Season <- rjson::fromJSON(file = shotURLtotal, method="C")
Names <- Season$resultSets[[1]][[2]]

Season <- data.frame(matrix(unlist(Season$resultSets[[1]][[3]]), ncol = length(Names), byrow = TRUE))

colnames(Season) <- Names

But this does not

but when I try to do the same with the shotchartlineupdetail, and it does not work, I suspect it has to do with the CFID, which I don't know what it means, this is what I tried.

shoturl <- "http://stats.nba.com/stats/shotchartlineupdetail/?leagueId=00&season=2016-17&seasonType=Regular+Season&teamId=0&outcome=&location=&month=0&seasonSegment=&dateFrom=&dateTo=&opponentTeamId=0&vsConference=&vsDivision=&gameSegment=&period=0&lastNGames=0&gameId=&group_id=0&contextFilter=&contextMeasure=FGA"

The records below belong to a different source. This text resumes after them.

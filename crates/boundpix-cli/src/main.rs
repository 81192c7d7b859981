use anyhow::{Context, Result};
use boundpix_cli::{BoundArgs, Cli, Commands, Config, ConfigCommands, OutputFormatter, ProgressReporter};
use boundpix_common::{EdgeConstraint, MediaFormat, PathManager, PixelSize, TotalPixelLimit};
use boundpix_core::{
    bounded_target_size, calculate_pixel_size, BatchJob, BatchProcessor, BatchProgress,
    BoundedDecoder, DownsampleOptions, Downsampler,
};
use boundpix_formats::{resize, ImageCodec};
use clap::Parser;
use std::path::PathBuf;
use tokio::sync::mpsc;

#[tokio::main]
async fn main() -> Result<()> {
    let cli = Cli::parse();

    // Setup logging
    let log_level = if cli.verbose {
        "boundpix=debug"
    } else {
        "boundpix=info"
    };

    tracing_subscriber::fmt()
        .with_env_filter(log_level)
        .with_target(false)
        .without_time()
        .init();

    // Load config
    let mut config = Config::load()?;

    // Override config with CLI flags
    if cli.no_color {
        config.colored_output = false;
    }
    if cli.no_progress {
        config.show_progress = false;
    }
    if cli.jobs > 0 {
        config.parallel_jobs = cli.jobs;
    }

    let formatter = OutputFormatter::new(config.colored_output);
    let progress = ProgressReporter::new(config.show_progress);

    match cli.command {
        Commands::Size {
            width,
            height,
            bounds,
        } => {
            handle_size(width, height, &bounds, &config, &formatter)?;
        }

        Commands::Decode {
            input,
            bounds,
            eager,
            format,
            output,
        } => {
            handle_decode(
                input, &bounds, eager, format, output, &config, &formatter, &progress,
            )?;
        }

        Commands::Info { input } => {
            handle_info(input, &config, &formatter)?;
        }

        Commands::Batch {
            pattern,
            bounds,
            format,
            output,
        } => {
            handle_batch(pattern, &bounds, format, output, &config, &formatter, &progress).await?;
        }

        Commands::Config { action } => {
            handle_config(action, &formatter)?;
        }
    }

    Ok(())
}

/// Edge caps and pixel limit from flags, falling back to config
fn size_policy(bounds: &BoundArgs, config: &Config) -> Result<(EdgeConstraint, TotalPixelLimit)> {
    let constraint = EdgeConstraint::new(
        bounds.short_edge.or(config.short_edge),
        bounds.long_edge.or(config.long_edge),
    );

    let limit = bounds.pixel_limit.unwrap_or(config.pixel_limit);
    let limit = TotalPixelLimit::new(limit)
        .with_context(|| format!("Pixel limit must be positive: {}", limit))?;

    Ok((constraint, limit))
}

fn downsample_options(
    bounds: &BoundArgs,
    eager: bool,
    format: Option<String>,
    config: &Config,
) -> Result<DownsampleOptions> {
    let (constraint, limit) = size_policy(bounds, config)?;

    let output_format = match format.or_else(|| config.output_format.clone()) {
        Some(fmt) => Some(
            MediaFormat::from_extension(&fmt).context(format!("Unsupported format: {}", fmt))?,
        ),
        None => None,
    };

    Ok(DownsampleOptions {
        constraint,
        limit,
        eager: eager || config.eager_decode,
        output_format,
    })
}

fn build_downsampler(config: &Config) -> Result<Downsampler> {
    let filter = resize::parse_filter(&config.resize_filter)
        .context(format!("Unknown resize filter: {}", config.resize_filter))?;
    let codec = ImageCodec::new()
        .with_filter(filter)
        .with_max_decode_alloc(config.max_decode_alloc_bytes());

    Ok(Downsampler::with_parts(
        PathManager::with_output_dir(&config.default_output_dir)?,
        BoundedDecoder::with_codec(codec),
    ))
}

fn handle_size(
    width: u32,
    height: u32,
    bounds: &BoundArgs,
    config: &Config,
    formatter: &OutputFormatter,
) -> Result<()> {
    let (constraint, limit) = size_policy(bounds, config)?;
    let original = PixelSize::from_dimensions(width, height);

    let constrained = calculate_pixel_size(original, constraint);
    let target = bounded_target_size(original, constraint, limit);

    formatter.print_size(original, constrained, target);
    Ok(())
}

#[allow(clippy::too_many_arguments)]
fn handle_decode(
    input: PathBuf,
    bounds: &BoundArgs,
    eager: bool,
    format: Option<String>,
    output: Option<PathBuf>,
    config: &Config,
    formatter: &OutputFormatter,
    progress: &ProgressReporter,
) -> Result<()> {
    let options = downsample_options(bounds, eager, format, config)?;
    let downsampler = build_downsampler(config)?;

    let spinner = progress.create_spinner("Decoding...");

    match downsampler.downsample_file(&input, &options, output) {
        Ok(outcome) => {
            ProgressReporter::finish_bar(&spinner, "Done");
            formatter.print_decode(
                &input,
                &outcome.output_path,
                outcome.original_size,
                outcome.output_dimensions,
            );
            Ok(())
        }
        Err(e) => {
            ProgressReporter::finish_bar_error(&spinner, "Failed");
            Err(e).context(format!("Failed to decode {}", input.display()))
        }
    }
}

fn handle_info(input: PathBuf, config: &Config, formatter: &OutputFormatter) -> Result<()> {
    let report = build_downsampler(config)?.inspect(&input)?;

    formatter.print_properties(&input, &report.properties);
    formatter.info(&format!(
        "File size: {}",
        formatter.format_size(report.size_in_kb, report.size_in_mb)
    ));

    Ok(())
}

async fn handle_batch(
    pattern: String,
    bounds: &BoundArgs,
    format: Option<String>,
    output: Option<PathBuf>,
    config: &Config,
    formatter: &OutputFormatter,
    progress: &ProgressReporter,
) -> Result<()> {
    let options = downsample_options(bounds, false, format, config)?;
    let downsampler = build_downsampler(config)?;

    let files = downsampler.path_manager().resolve_pattern(&pattern)?;

    if files.is_empty() {
        anyhow::bail!("No files matched pattern: {}", pattern);
    }

    formatter.info(&format!("Found {} files to process", files.len()));

    let jobs: Vec<BatchJob> = files
        .into_iter()
        .map(|input| BatchJob {
            input,
            options,
            output_path: output.clone(),
        })
        .collect();

    let pb = progress.create_bar(jobs.len() as u64, "Processing batch...");
    let processor = BatchProcessor::new(downsampler, config.parallel_jobs);
    let (tx, mut rx) = mpsc::unbounded_channel::<BatchProgress>();

    let track = async {
        while let Some(update) = rx.recv().await {
            if let Some(pb) = &pb {
                pb.set_position(update.completed as u64);
            }
        }
    };
    let (results, ()) = tokio::join!(processor.process_batch(jobs, tx), track);

    let mut success = 0;
    let mut failed = 0;

    for result in results {
        match result {
            Ok(_) => success += 1,
            Err(e) => {
                failed += 1;
                formatter.error(&format!("Failed: {}", e));
            }
        }
    }

    ProgressReporter::finish_bar(&pb, "Batch complete");
    formatter.print_batch_summary(success + failed, success, failed);

    Ok(())
}

fn handle_config(action: ConfigCommands, formatter: &OutputFormatter) -> Result<()> {
    match action {
        ConfigCommands::Show => {
            let config = Config::load()?;
            let toml = toml::to_string_pretty(&config)?;
            println!("{}", toml);
        }

        ConfigCommands::Set { key, value } => {
            let mut config = Config::load()?;
            config.set(&key, &value)?;
            config.save()?;
            formatter.success(&format!("Set {} = {}", key, value));
        }

        ConfigCommands::Reset => {
            Config::reset()?;
            formatter.success("Configuration reset to defaults");
        }

        ConfigCommands::Path => {
            let path = Config::config_path()?;
            println!("{}", path.display());
        }
    }

    Ok(())
}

Season <- rjson::fromJSON(file = shoturl, method="C")
Names <- Season$resultSets[[1]][[2]]

Season <- data.frame(matrix(unlist(Season$resultSets[[1]][[3]]), ncol = length(Names), byrow = TRUE))

colnames(Season) <- Names

Expected Results

The expected result should be a dataframe with the following columns:

c("GRID_TYPE", "GAME_ID", "GAME_EVENT_ID", "GROUP_ID", "GROUP_NAME", "PLAYER_ID", "PLAYER_NAME", "TEAM_ID", "TEAM_NAME", "PERIOD", "MINUTES_REMAINING", "SECONDS_REMAINING", "EVENT_TYPE", "ACTION_TYPE", "SHOT_TYPE", "SHOT_ZONE_BASIC", "SHOT_ZONE_AREA", "SHOT_ZONE_RANGE", "SHOT_DISTANCE", "LOC_X", "LOC_Y", "SHOT_ATTEMPTED_FLAG", "SHOT_MADE_FLAG", "GAME_DATE", "HTM", "VTM")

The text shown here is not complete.